Marion County Sheriff’s Deputy Donald A. Prout worked full time with the sheriff’s office and also worked security part time at a Kroger store and a bus station. A Marion County Sheriff’s Office detective was asked to investigate accusations that Prout was being paid by MCSO while he was working his other jobs. The detective obtained documents from MCSO and Prout’s other employers indicating that his work schedules overlapped on four occasions – Oct. 27, 2011, and Feb. 6, 7 and 27, 2012. Prout was asked to explain the discrepancies, but he refused. The detective filed a probable cause affidavit, which resulted in Prout being charged with four counts of Class D felony theft. Those charges were later dismissed due to unspecified evidentiary problems.

Prout then petitioned to have his arrest record expunged, which the trial court granted. The judge found no offense was actually committed and there was an absence of probable cause to support the filing of the theft charges. The Indianapolis Metropolitan Police Department, which pays Prout for his work as a sheriff’s deputy, appealed.

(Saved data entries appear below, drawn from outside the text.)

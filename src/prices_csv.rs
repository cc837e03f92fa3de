// SPDX-FileCopyrightText: 2025 Joost van der Laan <joost@fashionunited.com>
//
// SPDX-License-Identifier: AGPL-3.0-only

use anyhow::{Context, Result};
use async_trait::async_trait;
use chrono::{Local, NaiveDate};
use csv::{Reader, Writer};
use std::fs::File;
use std::path::{Path, PathBuf};

use crate::api::PriceSource;
use crate::models::PriceTable;

const DATE_HEADER: &str = "Date";

/// Reads a price table previously written by [`write_price_table_csv`].
///
/// Layout: a `Date` column (`YYYY-MM-DD`, strictly ascending) followed by
/// one column per ticker; an empty cell is a missing close.
pub fn read_price_table_csv(path: &Path) -> Result<PriceTable> {
    let file = File::open(path)
        .with_context(|| format!("Failed to open CSV file: {}", path.display()))?;
    let mut reader = Reader::from_reader(file);

    let headers = reader.headers()?.clone();
    match headers.get(0) {
        Some(first) if first.trim() == DATE_HEADER => {}
        _ => anyhow::bail!(
            "{}: first column must be '{}'",
            path.display(),
            DATE_HEADER
        ),
    }
    let tickers: Vec<String> = headers.iter().skip(1).map(|h| h.trim().to_string()).collect();

    let mut dates = Vec::new();
    let mut rows = Vec::new();
    for (line, record) in reader.records().enumerate() {
        let record = record?;
        let date = NaiveDate::parse_from_str(record.get(0).unwrap_or_default().trim(), "%Y-%m-%d")
            .with_context(|| format!("{}: bad date on data row {}", path.display(), line + 1))?;

        let mut row = Vec::with_capacity(tickers.len());
        for (i, ticker) in tickers.iter().enumerate() {
            let cell = record.get(i + 1).unwrap_or_default().trim();
            let price = if cell.is_empty() {
                None
            } else {
                let value: f64 = cell.parse().with_context(|| {
                    format!("{}: bad price '{}' for {} on {}", path.display(), cell, ticker, date)
                })?;
                value.is_finite().then_some(value)
            };
            row.push(price);
        }
        dates.push(date);
        rows.push(row);
    }

    PriceTable::new(dates, tickers, rows)
        .with_context(|| format!("{}: invalid price table", path.display()))
}

/// Writes `table` as CSV. Without an explicit path the file goes to
/// `output/prices_<timestamp>.csv`. Returns the path written.
pub fn write_price_table_csv(table: &PriceTable, output_path: Option<PathBuf>) -> Result<PathBuf> {
    let path = match output_path {
        Some(path) => path,
        None => {
            std::fs::create_dir_all("output")?;
            let timestamp = Local::now().format("%Y%m%d_%H%M%S");
            PathBuf::from(format!("output/prices_{}.csv", timestamp))
        }
    };

    let file = File::create(&path)
        .with_context(|| format!("Failed to create CSV file: {}", path.display()))?;
    let mut writer = Writer::from_writer(file);

    let mut header = vec![DATE_HEADER.to_string()];
    header.extend(table.tickers().iter().cloned());
    writer.write_record(&header)?;

    for (i, date) in table.dates().iter().enumerate() {
        let mut record = vec![date.format("%Y-%m-%d").to_string()];
        if let Some(row) = table.row(i) {
            record.extend(
                row.iter()
                    .map(|price| price.map(|p| p.to_string()).unwrap_or_default()),
            );
        }
        writer.write_record(&record)?;
    }

    writer.flush()?;
    Ok(path)
}

/// Price source backed by a local CSV file, for offline runs.
pub struct CsvPriceSource {
    path: PathBuf,
}

impl CsvPriceSource {
    pub fn new(path: impl Into<PathBuf>) -> Self {
        Self { path: path.into() }
    }
}

#[async_trait]
impl PriceSource for CsvPriceSource {
    async fn fetch_price_table(&self, tickers: &[String], _history_days: u32) -> Result<PriceTable> {
        let table = read_price_table_csv(&self.path)?;
        for ticker in tickers {
            if !table.tickers().contains(ticker) {
                tracing::warn!(%ticker, path = %self.path.display(), "ticker not in price file; omitting");
            }
        }
        Ok(table.select(tickers))
    }
}

#[cfg(test)]
mod tests {
    use super::*;
    use std::fs;

    fn d(day: u32) -> NaiveDate {
        NaiveDate::from_ymd_opt(2025, 4, day).unwrap()
    }

    #[test]
    fn test_read_price_csv_with_gaps() {
        let dir = tempfile::tempdir().unwrap();
        let path = dir.path().join("prices.csv");
        fs::write(
            &path,
            "Date,AAPL,NEWCO\n2025-04-01,200.5,\n2025-04-02,202.25,10\n",
        )
        .unwrap();

        let table = read_price_table_csv(&path).unwrap();
        assert_eq!(table.dates(), &[d(1), d(2)]);
        assert_eq!(table.tickers(), &["AAPL".to_string(), "NEWCO".to_string()]);
        assert_eq!(table.row(0).unwrap(), &[Some(200.5), None]);
        assert_eq!(table.row(1).unwrap(), &[Some(202.25), Some(10.0)]);
    }

    #[test]
    fn test_read_rejects_descending_dates() {
        let dir = tempfile::tempdir().unwrap();
        let path = dir.path().join("prices.csv");
        fs::write(&path, "Date,AAPL\n2025-04-02,1\n2025-04-01,2\n").unwrap();

        assert!(read_price_table_csv(&path).is_err());
    }

    #[test]
    fn test_read_rejects_missing_date_column() {
        let dir = tempfile::tempdir().unwrap();
        let path = dir.path().join("prices.csv");
        fs::write(&path, "Ticker,AAPL\n2025-04-01,1\n").unwrap();

        assert!(read_price_table_csv(&path).is_err());
    }

    #[test]
    fn test_write_then_read_preserves_gaps() {
        let table = PriceTable::new(
            vec![d(1), d(2)],
            vec!["NKE".to_string(), "TJX".to_string()],
            vec![vec![Some(70.5), None], vec![Some(71.0), Some(120.0)]],
        )
        .unwrap();

        let dir = tempfile::tempdir().unwrap();
        let path = write_price_table_csv(&table, Some(dir.path().join("out.csv"))).unwrap();

        let contents = fs::read_to_string(&path).unwrap();
        let lines: Vec<&str> = contents.lines().collect();
        assert_eq!(lines[0], "Date,NKE,TJX");
        assert_eq!(lines[1], "2025-04-01,70.5,");

        assert_eq!(read_price_table_csv(&path).unwrap(), table);
    }

    #[tokio::test]
    async fn test_csv_source_selects_requested_tickers() {
        let dir = tempfile::tempdir().unwrap();
        let path = dir.path().join("prices.csv");
        fs::write(&path, "Date,AAPL,MSFT,^GSPC\n2025-04-01,1,2,3\n").unwrap();

        let source = CsvPriceSource::new(&path);
        let table = source
            .fetch_price_table(&["MSFT".to_string(), "GONE".to_string()], 90)
            .await
            .unwrap();

        assert_eq!(table.tickers(), &["MSFT".to_string()]);
        assert_eq!(table.row(0).unwrap(), &[Some(2.0)]);
    }
}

Prout had explained at the expungement hearing that his bus station job would allow him to leave his shift early in order to work his normal 3 p.m. to 11 p.m. shift. One of the days in question, his time card shows he worked his normal shift in question, but he was actually at a police training session from 8 a.m. to 4 p.m. Prout admitted that his time card indicated he worked his normal shift time, which resulted in a shift differential pay of $0.70 an hour, so he was overpaid that day by $5.60.

In Indianapolis Metropolitan Police Department v. Donald A. Prout, 49A04-1305-CR-236, the IMPD argued that Prout failed to carry his burden that no offense was committed, pointing to Prout’s acknowledgment that he was overpaid on that one day. But the theft charges were based on not working at all on that day, not that he was overpaid, the appeals court pointed out.

The judges also declined to reweigh the evidence.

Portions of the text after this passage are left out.